Da un lato le paure, espresse da Dino Baggio, poi seguito a ruota da altri ex calciatori, di un eventuale legame tra i farmaci assunti quando giocavano e l’insorgere di tumori come quello per cui è morto nel giorno dell’Epifania Luca Vialli; dall’altro la necessaria prudenza prima di tracciare una linea che congiunga le due cose, anche per rispetto della scomparsa del campione. Il commissario tecnico della Nazionale Roberto Mancini chiede di andarci piano: «Le parole di Dino Baggio? Non ho idea, bisogna andarci con i piedi di piombo con queste dichiarazioni» spiega in occasione della conferenza stampa della nuova maglia Adidas dell’Italia. «Purtroppo — conclude il c.t. sull’argomento — queste cose accadono a tutti, a chi gioca e a chi non gioca».
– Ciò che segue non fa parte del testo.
impl Orchestrator {
    /// Create the engine over a set of adapters
    pub fn new(
        adapters: AdapterSet,
        emitter: Arc<UsageEmitter>,
        engine: &EngineConfig,
        cancel: CancellationToken,
    ) -> Self {
        Self {
            adapters,
            registry: HandleRegistry::new(),
            emitter,
            retry: engine.retry_backoff(),
            retry_attempts: engine.retry_attempts,
            cancel,
            deployments: Mutex::new(HashMap::new()),
            workers: Mutex::new(Vec::new()),
        }
    }

    /// Provision a deployment and wait for its handle.
    ///
    /// The manifest is validated and the backend resolved before any
    /// backend call. Transient deploy failures retry with backoff up to
    /// the configured attempts; permanent failures surface immediately.
    /// Cancelling the deployment takes the adapter's compensation path,
    /// so a cancelled deploy leaves nothing behind.
    pub async fn provision(&self, req: ProvisionRequest) -> Result<gantry_core::ResourceHandle> {
        req.manifest.validate()?;
        let adapter = self.adapters.resolve(&req.backend_selector)?;
        info!(
            "Provisioning {} on {} backend (lease {})",
            req.deployment_id,
            adapter.backend(),
            req.lease_id
        );

        let token = self.cancel.child_token();
        {
            let mut deployments = self.deployments.lock().await;
            deployments.insert(req.deployment_id.clone(), token.clone());
        }
        let result = self.provision_inner(&req, adapter, &token).await;
        self.deployments.lock().await.remove(&req.deployment_id);

        if let Err(e) = &result {
            warn!("Deployment {} failed: {}", req.deployment_id, e);
        }
        result
    }

    async fn provision_inner(
        &self,
        req: &ProvisionRequest,
        adapter: Arc<dyn CloudAdapter>,
        cancel: &CancellationToken,
    ) -> Result<gantry_core::ResourceHandle> {
        let deploy_req = DeployRequest::new(
            req.deployment_id.clone(),
            req.lease_id.clone(),
            req.manifest.clone(),
        );
        let opts = DeployOptions::default();

        let handle = retry_transient(
            || adapter.deploy(&deploy_req, &opts, cancel),
            self.retry,
            self.retry_attempts,
            cancel,
        )
        .await?;

        self.registry
            .insert(handle.clone(), req.manifest.aggregate_resources())
            .await;
        info!(
            "Deployment {} ready: {} on {}",
            req.deployment_id, handle.id, handle.backend
        );
        Ok(handle)
    }

    /// Provision in a spawned worker. Deployments submitted this way
    /// run fully in parallel; failures are recorded in the log and the
    /// deployment simply never appears in the registry.
    pub async fn spawn_provision(self: &Arc<Self>, req: ProvisionRequest) {
        let engine = Arc::clone(self);
        let worker = tokio::spawn(async move {
            let _ = engine.provision(req).await;
        });
        self.workers.lock().await.push(worker);
    }

    /// Cancel an in-flight deployment. Returns false when no deployment
    /// with this ID is currently provisioning.
    pub async fn cancel_deployment(&self, id: &DeploymentId) -> bool {
        let deployments = self.deployments.lock().await;
        match deployments.get(id) {
            Some(token) => {
                info!("Cancelling deployment {}", id);
                token.cancel();
                true
            }
            None => false,
        }
    }

    /// Run one adapter operation on a registered resource.
    ///
    /// Holds the resource's entry lock across the whole call, which is
    /// what serializes same-resource operations. Transient failures
    /// retry here, indeterminate failures park the resource in Error
    /// for the reconciliation sweep, and every failure is recorded on
    /// the entry before it is returned.
    async fn run_on<F, Fut>(
        &self,
        id: &ResourceId,
        verb: &'static str,
        op: F,
        on_success: impl FnOnce(&mut HandleRecord),
    ) -> Result<()>
    where
        F: Fn(Arc<dyn CloudAdapter>) -> Fut,
        Fut: Future<Output = gantry_core::Result<()>>,
    {
        let entry = self
            .registry
            .entry(id)
            .await
            .ok_or_else(|| OrchestratorError::UnknownResource(id.clone()))?;
        let mut record = entry.lock().await;
        let adapter = self
            .adapters
            .get(record.handle.backend)
            .ok_or_else(|| OrchestratorError::NoBackend(record.handle.backend.to_string()))?;

        let result = retry_transient(
            || op(adapter.clone()),
            self.retry,
            self.retry_attempts,
            &self.cancel,
        )
        .await;

        match result {
            Ok(()) => {
                on_success(&mut record);
                record.last_error = None;
                info!("Resource {} {}: state {}", id, verb, record.state);
                Ok(())
            }
            Err(e) => {
                record.last_error = Some(e.to_string());
                if e.needs_reconciliation() {
                    warn!("Resource {} left indeterminate: {}", id, e);
                    record.state = ResourceState::Error;
                }
                Err(e.into())
            }
        }
    }

    /// Power on a stopped resource
    pub async fn start(&self, id: &ResourceId) -> Result<()> {
        let cancel = self.cancel.clone();
        self.run_on(
            id,
            "started",
            move |adapter| {
                let id = id.clone();
                let cancel = cancel.clone();
                async move { adapter.start(&id, &cancel).await }
            },
            |record| record.state = ResourceState::Active,
        )
        .await
    }

    /// Power off a running resource
    pub async fn stop(&self, id: &ResourceId) -> Result<()> {
        let cancel = self.cancel.clone();
        self.run_on(
            id,
            "stopped",
            move |adapter| {
                let id = id.clone();
                let cancel = cancel.clone();
                async move { adapter.stop(&id, &cancel).await }
            },
            |record| record.state = ResourceState::Stopped,
        )
        .await
    }

    /// Freeze execution, keeping the resource resident
    pub async fn pause(&self, id: &ResourceId) -> Result<()> {
        let cancel = self.cancel.clone();
        self.run_on(
            id,
            "paused",
            move |adapter| {
                let id = id.clone();
                let cancel = cancel.clone();
                async move { adapter.pause(&id, &cancel).await }
            },
            |record| record.state = ResourceState::Paused,
        )
        .await
    }

    /// Resume a paused resource
    pub async fn unpause(&self, id: &ResourceId) -> Result<()> {
        let cancel = self.cancel.clone();
        self.run_on(
            id,
            "unpaused",
            move |adapter| {
                let id = id.clone();
                let cancel = cancel.clone();
                async move { adapter.unpause(&id, &cancel).await }
            },
            |record| record.state = ResourceState::Active,
        )
        .await
    }

    /// Save state to disk and release the resource from its host
    pub async fn suspend(&self, id: &ResourceId) -> Result<()> {
        let cancel = self.cancel.clone();
        self.run_on(
            id,
            "suspended",
            move |adapter| {
                let id = id.clone();
                let cancel = cancel.clone();
                async move { adapter.suspend(&id, &cancel).await }
            },
            |record| record.state = ResourceState::Suspended,
        )
        .await
    }

    /// Restore a suspended resource
    pub async fn resume(&self, id: &ResourceId) -> Result<()> {
        let cancel = self.cancel.clone();
        self.run_on(
            id,
            "resumed",
            move |adapter| {
                let id = id.clone();
                let cancel = cancel.clone();
                async move { adapter.resume(&id, &cancel).await }
            },
            |record| record.state = ResourceState::Active,
        )
        .await
    }

    /// Change the resource's compute allocation. On success the new
    /// allocation becomes the basis for usage reporting.
    pub async fn resize(&self, id: &ResourceId, resources: &ResourceRequest) -> Result<()> {
        let cancel = self.cancel.clone();
        let wanted = resources.clone();
        self.run_on(
            id,
            "resized",
            move |adapter| {
                let id = id.clone();
                let cancel = cancel.clone();
                let wanted = wanted.clone();
                async move { adapter.resize(&id, &wanted, &cancel).await }
            },
            |record| record.resources = resources.clone(),
        )
        .await
    }

    /// Capture a named point-in-time snapshot
    pub async fn snapshot(&self, id: &ResourceId, name: &str) -> Result<()> {
        let cancel = self.cancel.clone();
        let name = name.to_string();
        self.run_on(
            id,
            "snapshotted",
            move |adapter| {
                let id = id.clone();
                let cancel = cancel.clone();
                let name = name.clone();
                async move { adapter.snapshot(&id, &name, &cancel).await }
            },
            |_record| {},
        )
        .await
    }

    /// Destroy a resource and emit its usage record.
    ///
    /// Idempotent at this layer too: unknown IDs succeed, and deleting
    /// an already-deleted resource re-drives only the usage emission,
    /// which the ledger keeps exactly-once. That makes a delete whose
    /// emission failed safely retryable end to end.
    pub async fn delete(&self, id: &ResourceId) -> Result<()> {
        let Some(entry) = self.registry.entry(id).await else {
            debug!("Delete of unknown resource {}, nothing to do", id);
            return Ok(());
        };
        let mut record = entry.lock().await;

        if record.state != ResourceState::Deleted {
            let adapter = self
                .adapters
                .get(record.handle.backend)
                .ok_or_else(|| OrchestratorError::NoBackend(record.handle.backend.to_string()))?;
            let result = retry_transient(
                || {
                    let id = id.clone();
                    let cancel = self.cancel.clone();
                    let adapter = adapter.clone();
                    async move { adapter.delete(&id, &cancel).await }
                },
                self.retry,
                self.retry_attempts,
                &self.cancel,
            )
            .await;

            match result {
                Ok(()) => {
                    record.state = ResourceState::Deleted;
                    record.last_error = None;
                    info!("Resource {} deleted", id);
                }
                Err(e) => {
                    record.last_error = Some(e.to_string());
                    if e.needs_reconciliation() {
                        record.state = ResourceState::Error;
                    }
                    return Err(e.into());
                }
            }
        }

        let lifetime = (Utc::now() - record.handle.created_at)
            .to_std()
            .unwrap_or_default();
        self.emitter
            .emit_vm_deleted(id, &record.resources, lifetime)
            .await?;
        Ok(())
    }

    /// Current status of one resource. No side effects.
    pub async fn status(&self, id: &ResourceId) -> Option<ResourceStatus> {
        self.registry.status(id).await
    }

    /// Status of every tracked resource
    pub async fn statuses(&self) -> Vec<ResourceStatus> {
        self.registry.statuses().await
    }

    /// Re-query every Error resource against its backend, adopting any
    /// definitive answer. Returns how many resources were adopted.
    pub async fn reconcile_once(&self) -> usize {
        let ids = self.registry.ids_in_state(ResourceState::Error).await;
        if ids.is_empty() {
            return 0;
        }
        debug!("Reconciling {} resources in Error", ids.len());

        let mut adopted = 0;
        for id in ids {
            match self.reconcile_resource(&id).await {
                Ok(true) => adopted += 1,
                Ok(false) => {}
                Err(e) => debug!("Reconcile of {} failed: {}", id, e),
            }
        }
        if adopted > 0 {
            info!("Reconciliation adopted {} definitive states", adopted);
        }
        adopted
    }

    async fn reconcile_resource(&self, id: &ResourceId) -> Result<bool> {
        let Some(entry) = self.registry.entry(id).await else {
            return Ok(false);
        };
        let mut record = entry.lock().await;
        if record.state != ResourceState::Error {
            // Raced with an operation that already settled it.
            return Ok(false);
        }
        let adapter = self
            .adapters
            .get(record.handle.backend)
            .ok_or_else(|| OrchestratorError::NoBackend(record.handle.backend.to_string()))?;

        match adapter.state(id).await {
            Ok(state) => {
                info!("Reconciled {}: backend reports {}", id, state);
                record.state = state;
                record.last_error = None;
                if state == ResourceState::Deleted {
                    let lifetime = (Utc::now() - record.handle.created_at)
                        .to_std()
                        .unwrap_or_default();
                    self.emitter
                        .emit_vm_deleted(id, &record.resources, lifetime)
                        .await?;
                }
                Ok(true)
            }
            Err(AdapterError::NotFound(_)) => {
                info!("Reconciled {}: gone from backend, marking deleted", id);
                record.state = ResourceState::Deleted;
                record.last_error = None;
                let lifetime = (Utc::now() - record.handle.created_at)
                    .to_std()
                    .unwrap_or_default();
                self.emitter
                    .emit_vm_deleted(id, &record.resources, lifetime)
                    .await?;
                Ok(true)
            }
            Err(e) => {
                debug!("Backend answer for {} not definitive: {}", id, e);
                Ok(false)
            }
        }
    }

    /// Cancel all in-flight work and wait for provisioning workers
    pub async fn shutdown(&self) {
        info!("Engine shutting down, cancelling in-flight work");
        self.cancel.cancel();
        let workers: Vec<JoinHandle<()>> = {
            let mut workers = self.workers.lock().await;
            workers.drain(..).collect()
        };
        let results = join_all(workers).await;
        let panicked = results.iter().filter(|r| r.is_err()).count();
        if panicked > 0 {
            warn!("{} provisioning workers ended abnormally", panicked);
        }
    }
}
Prima di lui, e dopo Dino Baggio, erano intervenuti sulla questione anche altri ex calciatori. L’ex difensore di Bari, Verona, Brescia e Milan, Florian Raducioiu, ora che ha 52 anni, ha raccontato i suoi dubbi sulle sostanze assunte durante la permanenza in Italia a una tv locale: «Facevo flebo con un liquido rosa — racconta —. Lo ammetto, ho preso anche delle medicine. Ora chiamerò il medico che ci seguiva a Brescia per capire di più. Per sapere cosa ho preso a Milano, Brescia, Verona». Farmaci che, secondo la sua ricostruzione, spesso venivano presentati come integratori di vitamine e glucosio: «In realtà non sapevamo che cosa stavamo prendendo. Oltre alla flebo, a Milano prendevamo altre cose, pillole. L’ho detto prima e dopo la morte di Gianluca Vialli, c’era anche Gica Popescu. Dobbiamo chiederci perché si verificano queste morti premature».
PUBBLICITÀ
Un racconto dello stesso tenore quello di Massimo Brambati, ex difensore di Torino, Empoli, Bari e Palermo e ora procuratore, che ha espresso le sue preoccupazioni a Processo 7 Gold: «Ho timore anch’io, vent’anni fa lo dissi e mi arrivò una lettera della Figc che mi minacciava. Io, in una società di cui non faccio il nome, prendevo prima della partita il Micoren come se fossero caramelle. All’epoca non era proibito, dopo qualche anno è diventato proibitissimo. Prendevo anche l’Anemina, una sostanza non dopante, ma ne avvertivo l’effetto. Non sentivo la fatica, avevo i battiti accelerati e una maggiore prontezza di riflessi». Tutto, racconta l’ex calciatore, era gestito con grande superficialità anche dagli staff medici delle società: «Avevo 20 anni — conclude — e mi dicevano che facendo una flebo avrei avuto una performance migliore. C’erano allenatori che se non facevi la flebo, si arrabbiavano. Davano sostanze che all’epoca non erano però ritenute doping. Oggi quando sento determinate situazioni che accadono ai calciatori del mio periodo, mi affido a Dio...».